A mom and daughter in St. John’s who both have a platelet disorder are grateful for the generosity of blood donors. —
A mom and daughter in St. John’s who both have a platelet disorder are grateful for the generosity of blood donors. — 123RF Stock Photo

Editor’s note: The annual Telegram Saves Lives campaign runs until Oct. 20. As part of our efforts to encourage people to give blood, we’re running a series of letters from people whose lives were changed by blood donation. Lori and Keelyn Gallant of St. John’s submitted this one, written by Lori Gallant.

Growing up, I was always classified as a “bleeder.” I lived through my teenage years and early 20s with that label, but not knowing the severity of it.


At age 25 while living in Fort McMurray, Alta., my obstetrician-gynecologist realized that there was more to it. A call to Edmonton was made and I was placed in the care of one of the best hematologists in the province. Tests upon tests were performed, with abnormalities detected in my platelets, but no exact diagnosis.

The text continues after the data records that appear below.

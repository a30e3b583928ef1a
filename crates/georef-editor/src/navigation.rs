//! Pan and zoom state.
//!
//! The scale is clamped at the one place it is written ([`NavigationState::set_scale`]),
//! so every reader sees a value inside `[min_scale, max_scale]`.

use crate::config::EditorConfig;
use crate::input::DeltaMode;
use georef_core::project::{screen_to_world, world_to_screen};
use kurbo::{Point, Vec2};
use serde::Serialize;

/// Clamp `value` into `[min, max]`. NaN resolves to `min`.
pub fn clamp(value: f64, min: f64, max: f64) -> f64 {
    if value.is_nan() {
        min
    } else {
        value.max(min).min(max)
    }
}

#[derive(Debug, Clone, Copy, PartialEq, Serialize)]
#[serde(rename_all = "camelCase")]
pub struct NavigationState {
    scale: f64,
    offset: Vec2,
    min_scale: f64,
    max_scale: f64,
    zoom_sensitivity: f64,
    zoom_step: f64,
}

impl Default for NavigationState {
    fn default() -> Self {
        Self::new(&EditorConfig::default())
    }
}

impl NavigationState {
    pub fn new(config: &EditorConfig) -> Self {
        let config = config.sanitized();
        Self {
            scale: clamp(1.0, config.min_scale, config.max_scale),
            offset: Vec2::ZERO,
            min_scale: config.min_scale,
            max_scale: config.max_scale,
            zoom_sensitivity: config.zoom_sensitivity,
            zoom_step: config.zoom_step,
        }
    }

    pub fn scale(&self) -> f64 {
        self.scale
    }

    pub fn offset(&self) -> Vec2 {
        self.offset
    }

    pub fn min_scale(&self) -> f64 {
        self.min_scale
    }

    pub fn max_scale(&self) -> f64 {
        self.max_scale
    }

    /// Replace the zoom bounds and pull the current scale back inside them.
    pub fn set_scale_bounds(&mut self, min: f64, max: f64) {
        let bounds = EditorConfig {
            min_scale: min,
            max_scale: max,
            ..EditorConfig::default()
        }
        .sanitized();
        self.min_scale = bounds.min_scale;
        self.max_scale = bounds.max_scale;
        self.set_scale(self.scale);
    }

    pub fn set_scale(&mut self, scale: f64) {
        self.scale = clamp(scale, self.min_scale, self.max_scale);
    }

    /// Non-finite offsets are ignored.
    pub fn set_offset(&mut self, offset: Vec2) {
        if offset.is_finite() {
            self.offset = offset;
        }
    }

    pub fn pan_by(&mut self, delta: Vec2) {
        self.set_offset(self.offset + delta);
    }

    /// Back to scale 1, offset zero (world space == screen space).
    pub fn reset(&mut self) {
        self.offset = Vec2::ZERO;
        self.set_scale(1.0);
    }

    pub fn to_world(&self, screen: Point) -> Point {
        screen_to_world(screen, self.offset, self.scale)
    }

    pub fn to_screen(&self, world: Point) -> Point {
        world_to_screen(world, self.offset, self.scale)
    }

    /// Multiply the scale by `factor`, keeping the world point under
    /// `anchor` (a screen point) fixed on screen.
    pub fn zoom_about(&mut self, anchor: Point, factor: f64) {
        let world = self.to_world(anchor);
        self.set_scale(self.scale * factor);
        self.set_offset(Vec2::new(
            anchor.x - world.x * self.scale,
            anchor.y - world.y * self.scale,
        ));
    }

    /// Apply a wheel event at screen point `anchor`.
    ///
    /// With `zoom` held the vertical delta zooms exponentially: normalized
    /// by `mode`, then `zoom_step ^ (-delta / zoom_sensitivity)`. Otherwise
    /// the view pans opposite the delta.
    pub fn apply_wheel(&mut self, anchor: Point, delta: Vec2, mode: DeltaMode, zoom: bool) {
        if zoom {
            let normalized = delta.y * mode.multiplier();
            let factor = self.zoom_step.powf(-normalized / self.zoom_sensitivity);
            log::trace!("wheel zoom: delta={normalized} factor={factor}");
            if factor.is_finite() && factor > 0.0 {
                self.zoom_about(anchor, factor);
            }
        } else {
            self.pan_by(-(delta * mode.multiplier()));
        }
    }
}

#[cfg(test)]
mod tests {
    use super::*;
    use pretty_assertions::assert_eq;

    const EPS: f64 = 1e-9;

    #[test]
    fn zoom_keeps_pointer_anchor() {
        let mut nav = NavigationState::default();
        let anchor = Point::new(100.0, 100.0);
        assert_eq!(nav.to_world(anchor), Point::new(100.0, 100.0));

        nav.zoom_about(anchor, 2.0);
        assert_eq!(nav.scale(), 2.0);
        let back = nav.to_screen(Point::new(100.0, 100.0));
        assert!((back.x - 100.0).abs() < EPS && (back.y - 100.0).abs() < EPS);
        assert_eq!(nav.offset(), Vec2::new(-100.0, -100.0));
    }

    #[test]
    fn wheel_zoom_keeps_anchor_at_any_offset() {
        let mut nav = NavigationState::default();
        nav.set_offset(Vec2::new(37.0, -12.0));
        nav.set_scale(1.7);
        let anchor = Point::new(240.0, 90.0);
        let world = nav.to_world(anchor);

        nav.apply_wheel(anchor, Vec2::new(0.0, -120.0), DeltaMode::Pixel, true);
        assert!(nav.scale() > 1.7);
        let back = nav.to_screen(world);
        assert!((back.x - anchor.x).abs() < EPS && (back.y - anchor.y).abs() < EPS);
    }

    #[test]
    fn scale_clamp_invariant() {
        let mut nav = NavigationState::default();
        let writes = [0.0, -3.0, 0.05, 0.5, 11.0, f64::INFINITY, f64::NAN, 9.99, 1e-12];
        for s in writes {
            nav.set_scale(s);
            assert!(
                nav.scale() >= nav.min_scale() && nav.scale() <= nav.max_scale(),
                "{s} -> {}",
                nav.scale()
            );
        }
        for _ in 0..200 {
            nav.apply_wheel(Point::ZERO, Vec2::new(0.0, -500.0), DeltaMode::Page, true);
        }
        assert_eq!(nav.scale(), nav.max_scale());
        for _ in 0..200 {
            nav.apply_wheel(Point::ZERO, Vec2::new(0.0, 500.0), DeltaMode::Page, true);
        }
        assert_eq!(nav.scale(), nav.min_scale());
    }

    #[test]
    fn narrowing_bounds_reclamps_scale() {
        let mut nav = NavigationState::default();
        nav.set_scale(8.0);
        nav.set_scale_bounds(0.5, 4.0);
        assert_eq!(nav.scale(), 4.0);
        assert_eq!((nav.min_scale(), nav.max_scale()), (0.5, 4.0));

        // Reversed bounds are reordered, bad ones fall back to defaults.
        nav.set_scale_bounds(6.0, 2.0);
        assert_eq!((nav.min_scale(), nav.max_scale()), (2.0, 6.0));
        assert_eq!(nav.scale(), 4.0);
        nav.set_scale_bounds(f64::NAN, 3.0);
        assert_eq!((nav.min_scale(), nav.max_scale()), (0.1, 3.0));
        assert_eq!(nav.scale(), 3.0);
    }

    #[test]
    fn wheel_without_ctrl_pans() {
        let mut nav = NavigationState::default();
        nav.apply_wheel(Point::ZERO, Vec2::new(10.0, -4.0), DeltaMode::Pixel, false);
        assert_eq!(nav.offset(), Vec2::new(-10.0, 4.0));
        nav.apply_wheel(Point::ZERO, Vec2::new(0.0, 1.0), DeltaMode::Line, false);
        assert_eq!(nav.offset(), Vec2::new(-10.0, -12.0));
        assert_eq!(nav.scale(), 1.0);
    }

    #[test]
    fn reset_restores_identity() {
        let mut nav = NavigationState::default();
        nav.zoom_about(Point::new(50.0, 50.0), 3.0);
        nav.reset();
        assert_eq!(nav.scale(), 1.0);
        assert_eq!(nav.offset(), Vec2::ZERO);
    }
}
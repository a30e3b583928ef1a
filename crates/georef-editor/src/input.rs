//! Input abstraction layer.
//!
//! Normalizes DOM mouse, touch, wheel and keyboard events into a single
//! `InputEvent` enum consumed by the editor facade.

use georef_core::PointerCoords;
use kurbo::Vec2;

/// Key code that toggles pan mode while held.
pub const PAN_KEY: &str = "Space";

/// Keyboard modifier keys held during an event.
#[allow(clippy::struct_excessive_bools)]
#[derive(Debug, Clone, Copy, Default, PartialEq, Eq)]
pub struct Modifiers {
    pub shift: bool,
    pub ctrl: bool,
    pub alt: bool,
    pub meta: bool,
}

impl Modifiers {
    pub const NONE: Self = Self {
        shift: false,
        ctrl: false,
        alt: false,
        meta: false,
    };

    pub const CTRL: Self = Self {
        ctrl: true,
        ..Self::NONE
    };
}

/// Unit of a wheel delta (`WheelEvent.deltaMode`).
#[derive(Debug, Clone, Copy, Default, PartialEq, Eq)]
pub enum DeltaMode {
    #[default]
    Pixel,
    Line,
    Page,
}

impl DeltaMode {
    /// Map the DOM constant (0, 1, 2). Unknown values are treated as pixels.
    pub fn from_dom(mode: u32) -> Self {
        match mode {
            1 => Self::Line,
            2 => Self::Page,
            _ => Self::Pixel,
        }
    }

    /// Pixels per delta unit.
    pub fn multiplier(self) -> f64 {
        match self {
            Self::Pixel => 1.0,
            Self::Line => 16.0,
            Self::Page => 100.0,
        }
    }
}

/// A normalized input event.
#[derive(Debug, Clone, PartialEq)]
pub enum InputEvent {
    /// Mouse down or touch start.
    PointerDown { coords: PointerCoords },
    /// Mouse move or touch move.
    PointerMove { coords: PointerCoords },
    /// Mouse up or touch end.
    PointerUp { coords: PointerCoords },
    /// Pointer left the canvas; ends any gesture like a pointer-up.
    PointerLeave,
    Wheel {
        coords: PointerCoords,
        delta: Vec2,
        mode: DeltaMode,
        modifiers: Modifiers,
    },
    KeyDown { code: String },
    KeyUp { code: String },
}

impl InputEvent {
    pub fn coords(&self) -> Option<&PointerCoords> {
        match self {
            Self::PointerDown { coords }
            | Self::PointerMove { coords }
            | Self::PointerUp { coords }
            | Self::Wheel { coords, .. } => Some(coords),
            _ => None,
        }
    }

    pub fn is_pointer(&self) -> bool {
        !matches!(self, Self::KeyDown { .. } | Self::KeyUp { .. })
    }
}

#[cfg(test)]
mod tests {
    use super::*;
    use pretty_assertions::assert_eq;

    #[test]
    fn delta_mode_normalization() {
        assert_eq!(DeltaMode::from_dom(0).multiplier(), 1.0);
        assert_eq!(DeltaMode::from_dom(1).multiplier(), 16.0);
        assert_eq!(DeltaMode::from_dom(2).multiplier(), 100.0);
        assert_eq!(DeltaMode::from_dom(7), DeltaMode::Pixel);
    }

    #[test]
    fn coords_only_on_pointer_events() {
        let down = InputEvent::PointerDown {
            coords: PointerCoords::mouse(1.0, 2.0),
        };
        assert!(down.coords().is_some());
        assert!(down.is_pointer());

        let key = InputEvent::KeyDown {
            code: PAN_KEY.to_string(),
        };
        assert!(key.coords().is_none());
        assert!(!key.is_pointer());
        assert!(InputEvent::PointerLeave.coords().is_none());
    }
}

Fast forward a couple of years to when I was 15 weeks’ pregnant with my oldest daughter. Severe back pain sent me to hospital where I was told that I had a large bleed in my placenta and was about to lose my child. I was airlifted to Edmonton and miraculously the bleed stopped. This happened another four or five times, and after a four-month stay in between the hospitals in Fort McMurray and Edmonton, my daughter was born healthy but six-and-a-half weeks’ premature. 

Two years after that, under the watchful eye of specialists, I became pregnant again. This pregnancy went more smoothly than the first, but my youngest daughter was also born premature — 10-and-a-half weeks, to be exact. During the C-section, I required a platelet transfusion. My youngest daughter, Keelyn — known affectionately as Kiki — is now a petite eight-year-old. She has the ability to make anyone laugh, loves hockey and singing, but unfortunately also has a platelet coagulation disorder.

There’s still no exact diagnosis for either of us. We try to live each day to the fullest. For two full years I had to receive treatments weekly. Keelyn, thankfully, has only had to receive treatment a couple of times for severe cluster nosebleeds.

We cannot stress enough the importance of donating blood. Each year we have an annual blood drive clinic in St. John's and Bonavista.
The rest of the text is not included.